* EXERCISE DESCRIPTION *
Scan the records for the line containing "let counts = state"; extract it and all later lines, verbatim, through the end, and nothing before it.

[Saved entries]
/---
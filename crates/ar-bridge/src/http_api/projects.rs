use std::sync::Arc;

use axum::{extract::State, Json};

use super::state::ApiState;
use super::types::ProjectSummary;
use crate::api_error::ApiError;

/// GET /api/projects — every project with its issue-state breakdown.
pub(crate) async fn list_projects(
    State(state): State<Arc<ApiState>>,
) -> Result<Json<Vec<ProjectSummary>>, ApiError> {
    let projects = state.store.list_projects().await?;
    let active = state.store.count_active_issues_by_project().await?;

    let mut summaries = Vec::with_capacity(projects.len());
    for project in projects {
        let counts = state
            .store
            .count_issues_by_state_for_project(project.id)
            .await?;
        summaries.push(ProjectSummary {
            active_issues: active.get(&project.id).copied().unwrap_or(0),
            issue_counts: counts
                .into_iter()
                .map(|(state, count)| (state.as_str().to_string(), count))
                .collect(),
            project,
        });
    }
    Ok(Json(summaries))
}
\---
* RESPONSE TO THIS EXERCISE *
        let counts = state
            .store
            .count_issues_by_state_for_project(project.id)
            .await?;
        summaries.push(ProjectSummary {
            active_issues: active.get(&project.id).copied().unwrap_or(0),
            issue_counts: counts
                .into_iter()
                .map(|(state, count)| (state.as_str().to_string(), count))
                .collect(),
            project,
        });
    }
    Ok(Json(summaries))
}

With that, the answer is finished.